Two years on from Cyclone Pam, local band DropVkal Family sends musical message – climate change is ‘Dangerous’

Vanuatu band DropVkal Family is known for its incisive social messages as much as it is for its hard-edged roots-rock-reggae fusion sound – and their latest track, ‘Dangerous’, released to mark the second anniversary of Cyclone Pam, is no exception.

The band’s musical vision is to promote vernacular languages and give an alternative to the mainstream reggae sound popular in Vanuatu. They perform regularly at bars and restaurants around Port Vila, playing Coconut Palms Resort on Saturday nights and Anchor Inn on Sundays.

“We’re a group of friends from different islands of Vanuatu that have come together because of our love of music, and our interest in contributing to the development of Vanuatu and its special local culture”, says musician Carlos Noronha.

“The band is evolving and is inclusive. It is a product of the merging of the bands DropVcull Groove and Family Roots.”

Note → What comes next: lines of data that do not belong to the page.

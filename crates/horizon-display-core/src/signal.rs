//! Signal/slot notifications for Horizon Display.
//!
//! A [`Signal<Args>`] holds an ordered list of slots (callbacks). Projections
//! emit signals when their content changes, and consumers connect slots to
//! react to those changes.
//!
//! The engine is single-writer and synchronous, so every slot runs inline in
//! the emitting thread. Slots are snapshotted before invocation, which lets a
//! slot connect or disconnect other slots on the same signal while it runs.
//!
//! # Key Types
//!
//! - [`Signal<Args>`] - The signal type for emitting notifications
//! - [`ConnectionId`] - Unique identifier returned when connecting a slot
//! - [`ConnectionGuard`] - Scoped connection that disconnects when dropped
//!
//! # Example
//!
//! ```
//! use horizon_display_core::Signal;
//!
//! let version_changed = Signal::<u64>::new();
//!
//! let conn_id = version_changed.connect(|version| {
//!     println!("projection is now at version {version}");
//! });
//!
//! version_changed.emit(7);
//! version_changed.disconnect(conn_id);
//! ```

use std::sync::atomic::{AtomicBool, Ordering};
use std::sync::Arc;

use parking_lot::Mutex;
use slotmap::{new_key_type, SlotMap};

use crate::logging::targets;

new_key_type! {
    /// A unique identifier for a signal-slot connection.
    ///
    /// Use this ID to disconnect a specific connection via [`Signal::disconnect`].
    pub struct ConnectionId;
}

type Slot<Args> = Arc<dyn Fn(&Args) + Send + Sync>;

/// A type-safe signal that can be connected to multiple slots.
///
/// Slots are invoked in connection order. A blocked signal drops emissions
/// silently.
pub struct Signal<Args> {
    connections: Mutex<SlotMap<ConnectionId, Slot<Args>>>,
    blocked: AtomicBool,
}

impl<Args> Default for Signal<Args> {
    fn default() -> Self {
        Self::new()
    }
}

impl<Args> Signal<Args> {
    /// Create a new signal with no connections.
    pub fn new() -> Self {
        Self {
            connections: Mutex::new(SlotMap::with_key()),
            blocked: AtomicBool::new(false),
        }
    }

    /// Connect a slot to this signal.
    pub fn connect<F>(&self, slot: F) -> ConnectionId
    where
        F: Fn(&Args) + Send + Sync + 'static,
    {
        self.connections.lock().insert(Arc::new(slot))
    }

    /// Connect a slot for the lifetime of the returned guard.
    pub fn connect_scoped<F>(&self, slot: F) -> ConnectionGuard<'_, Args>
    where
        F: Fn(&Args) + Send + Sync + 'static,
    {
        let id = self.connect(slot);
        ConnectionGuard { signal: self, id }
    }

    /// Disconnect a slot. Returns `true` if the connection existed.
    pub fn disconnect(&self, id: ConnectionId) -> bool {
        self.connections.lock().remove(id).is_some()
    }

    /// Disconnect all slots.
    pub fn disconnect_all(&self) {
        let mut connections = self.connections.lock();
        let dropped = connections.len();
        connections.clear();
        crate::display_debug!(dropped, "disconnected all slots");
    }

    /// Number of connected slots.
    pub fn connection_count(&self) -> usize {
        self.connections.lock().len()
    }

    /// Block or unblock emission.
    pub fn set_blocked(&self, blocked: bool) {
        if self.blocked.swap(blocked, Ordering::SeqCst) != blocked {
            crate::display_trace!(blocked, "signal block state changed");
        }
    }

    /// Whether emission is currently blocked.
    pub fn is_blocked(&self) -> bool {
        self.blocked.load(Ordering::SeqCst)
    }

    /// Emit the signal, invoking every connected slot with `args`.
    #[tracing::instrument(skip_all, target = "horizon_display_core::signal", level = "trace")]
    pub fn emit(&self, args: Args) {
        if self.is_blocked() {
            tracing::trace!(target: targets::SIGNAL, "signal blocked, skipping emit");
            return;
        }

        let slots: Vec<Slot<Args>> = self.connections.lock().values().cloned().collect();
        tracing::trace!(target: targets::SIGNAL, connection_count = slots.len(), "emitting signal");

        for slot in slots {
            slot(&args);
        }
    }
}

impl<Args> std::fmt::Debug for Signal<Args> {
    fn fmt(&self, f: &mut std::fmt::Formatter<'_>) -> std::fmt::Result {
        f.debug_struct("Signal")
            .field("connections", &self.connection_count())
            .field("blocked", &self.is_blocked())
            .finish()
    }
}

static_assertions::assert_impl_all!(Signal<()>: Send, Sync);

/// A connection that is removed from its signal when dropped.
///
/// The guard borrows the signal, so the borrow checker guarantees the signal
/// outlives the connection.
pub struct ConnectionGuard<'a, Args> {
    signal: &'a Signal<Args>,
    id: ConnectionId,
}

impl<Args> ConnectionGuard<'_, Args> {
    /// The id of the guarded connection.
    pub fn id(&self) -> ConnectionId {
        self.id
    }
}

impl<Args> Drop for ConnectionGuard<'_, Args> {
    fn drop(&mut self) {
        self.signal.disconnect(self.id);
    }
}

#[cfg(test)]
mod tests {
    use super::*;

    #[test]
    fn test_signal_connect_emit() {
        let signal = Signal::<i32>::new();
        let received = Arc::new(Mutex::new(Vec::new()));

        let received_clone = received.clone();
        signal.connect(move |&value| {
            received_clone.lock().push(value);
        });

        signal.emit(42);
        signal.emit(100);

        assert_eq!(*received.lock(), vec![42, 100]);
    }

    #[test]
    fn test_signal_disconnect() {
        let signal = Signal::<i32>::new();
        let received = Arc::new(Mutex::new(Vec::new()));

        let received_clone = received.clone();
        let conn_id = signal.connect(move |&value| {
            received_clone.lock().push(value);
        });

        signal.emit(1);
        assert!(signal.disconnect(conn_id));
        assert!(!signal.disconnect(conn_id));
        signal.emit(2);

        assert_eq!(*received.lock(), vec![1]);
    }

    #[test]
    fn test_signal_blocked() {
        let signal = Signal::<i32>::new();
        let received = Arc::new(Mutex::new(Vec::new()));

        let received_clone = received.clone();
        signal.connect(move |&value| {
            received_clone.lock().push(value);
        });

        signal.emit(1);
        signal.set_blocked(true);
        signal.emit(2);
        signal.set_blocked(false);
        signal.emit(3);

        assert_eq!(*received.lock(), vec![1, 3]);
    }

    #[test]
    fn test_disconnect_all_and_reblock_under_subscriber() {
        let _ = tracing_subscriber::fmt()
            .with_max_level(tracing::Level::TRACE)
            .with_test_writer()
            .try_init();

        let signal = Signal::<i32>::new();
        signal.connect(|_| {});
        signal.connect(|_| {});

        signal.set_blocked(true);
        signal.set_blocked(true);
        assert!(signal.is_blocked());
        signal.set_blocked(false);

        signal.disconnect_all();
        assert_eq!(signal.connection_count(), 0);
        signal.disconnect_all();
    }

    #[test]
    fn test_connection_guard() {
        let signal = Signal::<i32>::new();
        let received = Arc::new(Mutex::new(Vec::new()));

        {
            let received_clone = received.clone();
            let _guard = signal.connect_scoped(move |&value| {
                received_clone.lock().push(value);
            });
            signal.emit(1);
        }

        signal.emit(2);
        assert_eq!(*received.lock(), vec![1]);
        assert_eq!(signal.connection_count(), 0);
    }

    #[test]
    fn test_slot_can_disconnect_during_emit() {
        let signal = Arc::new(Signal::<()>::new());
        let hits = Arc::new(Mutex::new(0));
        let own_id = Arc::new(Mutex::new(None));

        let signal_clone = signal.clone();
        let hits_clone = hits.clone();
        let own_id_clone = own_id.clone();
        let id = signal.connect(move |_| {
            *hits_clone.lock() += 1;
            if let Some(id) = *own_id_clone.lock() {
                signal_clone.disconnect(id);
            }
        });
        *own_id.lock() = Some(id);

        signal.emit(());
        signal.emit(());

        assert_eq!(*hits.lock(), 1);
    }
}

The name DropVkal resembles the word ‘tropical’, the climate associated with Vanuatu. But DropVkal has a deeper meaning comprising three themes: “Tears of the pain suffered by our ancestors who were kidnapped or tricked into leaving home to work as indentured labourers on plantations in Australia. This practice, called blackbirding, is a terrible chapter in Vanuatu’s past.”

“Vision, the future, with a focus on actions to build a better society. DropVkal Family wants to share ideas through our songs, which are ready to record, about violence against women and girls, corruption, appreciation of the environment and nature of Vanuatu and West Papua. We are always thinking about what will be our next project? How can we use our music for positive social change?”

“Culture. We aim to incorporate local instruments, especially the bamboo flute, in all of our original songs. This symbolises the respect and admiration that we have for Vanuatu’s indigenous culture.”

The group has supported several fundraising initiatives to enable the purchase of 17 water tanks to send outer islands of Vanuatu to help communities suffering from the devastating El Niño event that followed Cyclone Pam in 2015.